On Sunday afternoon, December 20 at Holy Cross Catholic Church in Santa Cruz, the Santa Cruz Chorale presented an impressive concert of assorted works. Under the guidance of conductor and Artistic Director Christian Grube, the Chorale presented eleven works that historically covered a substantial time frame: Exsultate Deo by Giovanni Pierluigi da Palestrina (1525-1594) to Serenity (O Magnum Mysterium) by Ola Gjeilo (b. 1978). Other works performed in high style were by Monteverdi, Tchaikovsky, J. S. Bach, Telemann, Tavener, Rossi, Mendelssohn, Owolabi, Kverno, Poston and Praetorius, certainly a full program!
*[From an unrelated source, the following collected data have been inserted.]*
//! Phase one of an import: decide what to do with one student's book
//!
//! The planner reads files (to hash and count pages) but never writes. Its
//! output is a `StudentPlan` that the store applies in one transaction and
//! whose `copies` are executed only after every student has been planned.

use std::path::PathBuf;

use chrono::{DateTime, Utc};

use crate::collaborators::{ContentHasher, PageCounter};
use crate::errors::{ImportError, Result};
use crate::model::{ExistingBook, NewPage, RequiredFileSet, StudentId, StudentSubmission};
use crate::policy::{is_multi_page, ImportPolicy};
use crate::resolve::{resolve_files, Resolution, ResolvedFile};
use crate::summary::{ImportWarning, Outcome, WarningKind};

#[derive(Debug, Clone, Copy, PartialEq, Eq)]
pub enum SkipReason {
    /// The student contributed no required file
    NoFiles,
    /// This exact version is already stored
    AlreadyImported,
    /// The stored version is newer than anything in the archive
    OlderThanStored,
    /// Newer version with identical content, and the policy keeps the timestamp
    Unchanged,
}

#[derive(Debug, Clone, PartialEq)]
pub enum PlanAction {
    Create {
        submitted_at: DateTime<Utc>,
        pages: Vec<NewPage>,
    },
    Update {
        book_id: i64,
        submitted_at: DateTime<Utc>,
        delete_page_ids: Vec<i64>,
        add_pages: Vec<NewPage>,
        /// Remove every marking and annotation on the book
        invalidate_markings: bool,
    },
    /// Newer version with identical content: only `submitted_at` moves
    AdvanceTimestamp {
        book_id: i64,
        submitted_at: DateTime<Utc>,
    },
    /// Version already stored but some of its files never landed on disk;
    /// only the plan's copies run, the database is left alone
    RestoreFiles {
        book_id: i64,
    },
    Skip {
        reason: SkipReason,
    },
}

impl PlanAction {
    pub fn outcome(&self) -> Outcome {
        match self {
            PlanAction::Create { .. } => Outcome::Created,
            PlanAction::Update { .. } => Outcome::Updated,
            PlanAction::AdvanceTimestamp { .. }
            | PlanAction::RestoreFiles { .. }
            | PlanAction::Skip { .. } => Outcome::Skipped,
        }
    }

    /// Whether applying the plan writes to the database
    pub fn is_mutation(&self) -> bool {
        matches!(
            self,
            PlanAction::Create { .. } | PlanAction::Update { .. } | PlanAction::AdvanceTimestamp { .. }
        )
    }
}

/// A physical copy deferred until the whole batch has been planned
#[derive(Debug, Clone, PartialEq, Eq)]
pub struct PendingCopy {
    pub source: PathBuf,
    /// Destination relative to the book's storage directory
    pub file_path: String,
}

#[derive(Debug, Clone, PartialEq)]
pub struct StudentPlan {
    pub student_id: StudentId,
    pub action: PlanAction,
    pub copies: Vec<PendingCopy>,
    pub warnings: Vec<ImportWarning>,
}

impl StudentPlan {
    fn skip(student_id: &StudentId, reason: SkipReason, warnings: Vec<ImportWarning>) -> Self {
        Self {
            student_id: student_id.clone(),
            action: PlanAction::Skip { reason },
            copies: Vec::new(),
            warnings,
        }
    }
}

/// Pure planner over injected hashing and page counting
pub struct Reconciler<'a> {
    hasher: &'a dyn ContentHasher,
    counter: &'a dyn PageCounter,
    policy: &'a ImportPolicy,
}

impl<'a> Reconciler<'a> {
    pub fn new(
        hasher: &'a dyn ContentHasher,
        counter: &'a dyn PageCounter,
        policy: &'a ImportPolicy,
    ) -> Self {
        Self {
            hasher,
            counter,
            policy,
        }
    }

    /// Resolve the student's snapshots and plan against the stored book
    ///
    /// # Errors
    ///
    /// Returns a student-scoped error if a newly resolved file cannot be
    /// read for hashing.
    pub fn plan_student(
        &self,
        required: &RequiredFileSet,
        submission: &StudentSubmission,
        existing: Option<&ExistingBook>,
    ) -> Result<StudentPlan> {
        let resolution = resolve_files(required, &submission.snapshots);
        let mut warnings = submission.warnings.clone();
        warnings.extend(resolution.staleness_warnings(&submission.student_id));
        self.plan(&submission.student_id, &resolution, existing, warnings)
    }

    /// Plan from an already computed resolution
    ///
    /// # Errors
    ///
    /// See [`Reconciler::plan_student`].
    pub fn plan(
        &self,
        student_id: &StudentId,
        resolution: &Resolution,
        existing: Option<&ExistingBook>,
        mut warnings: Vec<ImportWarning>,
    ) -> Result<StudentPlan> {
        let Some(resolved_at) = resolution.resolved_at else {
            return Ok(StudentPlan::skip(student_id, SkipReason::NoFiles, warnings));
        };

        match existing {
            None => Ok(self.plan_create(student_id, resolution, resolved_at, warnings)),
            Some(book) => match book.submitted_at {
                Some(stored) if stored == resolved_at => {
                    Ok(Self::plan_restore(student_id, resolution, book, warnings))
                }
                Some(stored) if stored > resolved_at => {
                    warnings.push(ImportWarning::student(
                        student_id,
                        WarningKind::OlderThanStored,
                        format!(
                            "archive version {} is older than stored version {}",
                            resolved_at.to_rfc3339(),
                            stored.to_rfc3339()
                        ),
                    ));
                    Ok(StudentPlan::skip(
                        student_id,
                        SkipReason::OlderThanStored,
                        warnings,
                    ))
                }
                _ => self.plan_update(student_id, resolution, resolved_at, book, warnings),
            },
        }
    }

    /// Same version as stored: re-copy any page file missing from disk
    ///
    /// A failed copy in an earlier run leaves the rows committed and the
    /// files absent; the resolved files of this version put them back.
    fn plan_restore(
        student_id: &StudentId,
        resolution: &Resolution,
        book: &ExistingBook,
        mut warnings: Vec<ImportWarning>,
    ) -> StudentPlan {
        let mut copies = Vec::new();
        for file_path in book.missing_files() {
            match resolution.get(&file_path) {
                Some(file) => copies.push(PendingCopy {
                    source: file.path.clone(),
                    file_path,
                }),
                None => warnings.push(ImportWarning::student(
                    student_id,
                    WarningKind::MissingStoredFile,
                    format!("stored {file_path} is missing and the archive does not provide it"),
                )),
            }
        }

        if copies.is_empty() {
            return StudentPlan::skip(student_id, SkipReason::AlreadyImported, warnings);
        }
        warnings.push(ImportWarning::student(
            student_id,
            WarningKind::MissingStoredFile,
            format!("restoring {} missing stored file(s)", copies.len()),
        ));
        StudentPlan {
            student_id: student_id.clone(),
            action: PlanAction::RestoreFiles {
                book_id: book.book_id,
            },
            copies,
            warnings,
        }
    }

    fn plan_create(
        &self,
        student_id: &StudentId,
        resolution: &Resolution,
        resolved_at: DateTime<Utc>,
        mut warnings: Vec<ImportWarning>,
    ) -> StudentPlan {
        let mut pages = Vec::new();
        let mut copies = Vec::new();
        let mut next_index = 1;

        for file in &resolution.files {
            match self.split(student_id, file, next_index) {
                Ok(new_pages) => {
                    next_index += new_pages.len() as i64;
                    pages.extend(new_pages);
                    copies.push(PendingCopy {
                        source: file.path.clone(),
                        file_path: file.logical_name.clone(),
                    });
                }
                Err(warning) => warnings.push(warning),
            }
        }

        if pages.is_empty() {
            return StudentPlan::skip(student_id, SkipReason::NoFiles, warnings);
        }

        StudentPlan {
            student_id: student_id.clone(),
            action: PlanAction::Create {
                submitted_at: resolved_at,
                pages,
            },
            copies,
            warnings,
        }
    }

    fn plan_update(
        &self,
        student_id: &StudentId,
        resolution: &Resolution,
        resolved_at: DateTime<Utc>,
        book: &ExistingBook,
        mut warnings: Vec<ImportWarning>,
    ) -> Result<StudentPlan> {
        let mut next_index = book.next_index();
        let mut delete_page_ids = Vec::new();
        let mut add_pages = Vec::new();
        let mut copies = Vec::new();
        let mut content_changed = false;

        for file in &resolution.files {
            let stored_pages = book.pages_at(&file.logical_name);

            if !stored_pages.is_empty() {
                let new_digest = self
                    .hasher
                    .digest(&file.path)
                    .map_err(|e| ImportError::student_io(student_id, "hash resolved file", &e))?;
                let stored_path = book.storage_dir.join(&file.logical_name);
                match self.hasher.digest(&stored_path) {
                    Ok(stored_digest) if stored_digest == new_digest => continue,
                    Ok(_) => {}
                    Err(e) => warnings.push(ImportWarning::student(
                        student_id,
                        WarningKind::StoredFileUnreadable,
                        format!(
                            "stored {} unreadable ({}); treating as changed",
                            file.logical_name, e
                        ),
                    )),
                }
            }

            let new_pages = match self.split(student_id, file, next_index) {
                Ok(p) => p,
                Err(warning) => {
                    warnings.push(warning);
                    continue;
                }
            };
            next_index += new_pages.len() as i64;

            if !stored_pages.is_empty() {
                delete_page_ids.extend(stored_pages.iter().map(|p| p.id));
                content_changed = true;
            }
            add_pages.extend(new_pages);
            copies.push(PendingCopy {
                source: file.path.clone(),
                file_path: file.logical_name.clone(),
            });
        }

        let action = if add_pages.is_empty() && delete_page_ids.is_empty() {
            if self.policy.advance_unchanged_timestamp {
                PlanAction::AdvanceTimestamp {
                    book_id: book.book_id,
                    submitted_at: resolved_at,
                }
            } else {
                PlanAction::Skip {
                    reason: SkipReason::Unchanged,
                }
            }
        } else {
            PlanAction::Update {
                book_id: book.book_id,
                submitted_at: resolved_at,
                delete_page_ids,
                add_pages,
                invalidate_markings: content_changed,
            }
        };

        Ok(StudentPlan {
            student_id: student_id.clone(),
            action,
            copies,
            warnings,
        })
    }

    /// Expand one file into pages starting at `start_index`
    fn split(
        &self,
        student_id: &StudentId,
        file: &ResolvedFile,
        start_index: i64,
    ) -> std::result::Result<Vec<NewPage>, ImportWarning> {
        if !is_multi_page(&file.logical_name) {
            return Ok(vec![NewPage {
                index: start_index,
                file_path: file.logical_name.clone(),
                file_index: None,
            }]);
        }

        let split_warning = |reason: String| {
            let err = ImportError::DocumentSplit {
                student_id: student_id.clone(),
                file: file.logical_name.clone(),
                reason,
            };
            ImportWarning::student(student_id, WarningKind::DocumentSplit, err.to_string())
        };

        let count = self
            .counter
            .count_pages(&file.path)
            .map_err(|e| split_warning(e.reason))?;
        if count == 0 {
            return Err(split_warning("document has no pages".to_string()));
        }

        Ok((1..=count)
            .map(|n| NewPage {
                index: start_index + i64::from(n) - 1,
                file_path: file.logical_name.clone(),
                file_index: Some(n),
            })
            .collect())
    }
}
More than 400 Chorale supporters braved the most welcomed “inclement weather” of very badly needed rain to attend the concert. Of course considering this number, parking is always a challenge, however, the enthusiastic crowd politely filed into Holy Cross four or five abreast and more than packed the venue.
In addition to the Chorale that numbered 15 sopranos, 17 altos, 9 tenors and 11 basses were The Monterey Bay Sinfonietta consisting of 2 violins, viola, cello, bass, bassoon, cor anglaise, 3 sackbuts and continuo. Keyboard artist Vlada Volkova-Moran accompanied the chorale on organ and harpsichord, adding to the program one of the preludes from Bach’s Orgelbüchlein. Additional orchestral support came from the Community Music School Collegium consisting of 4 recorders and harp to round out the instrumentation.
Under the directorship of the charismatic Maestro Grube, who also serves as Emeritus Professor of Choral Conducting at the University of Arts in Berlin, the Santa Cruz Chorale has risen and developed far above and beyond the concept of amateur status. In 1995, Grube was awarded the National Medal for Distinguished Service, the highest civilian honor given by the German Government to an artist.
The vividly detailed choral textures came across quite well in this compelling concert. The balance between song and orchestral accompaniment was impressive and every note was not only in place, but invested with the profoundness of the Holiday Season. In several works the chorale was pitted against each other in an antiphonal setting. The use of both vocal and instrumental members stationed in the choir loft boldly and imaginatively created the spatial separation and depth of surround sound that contrasted and differentiated between double choirs. The voices ranged from full to splendidly light and delicate, the instrumental support was discreet, but colorful.
The Santa Cruz Chorale has made its mark among many competitors and judging by this concert will continue to grow with enthusiasm and without limits.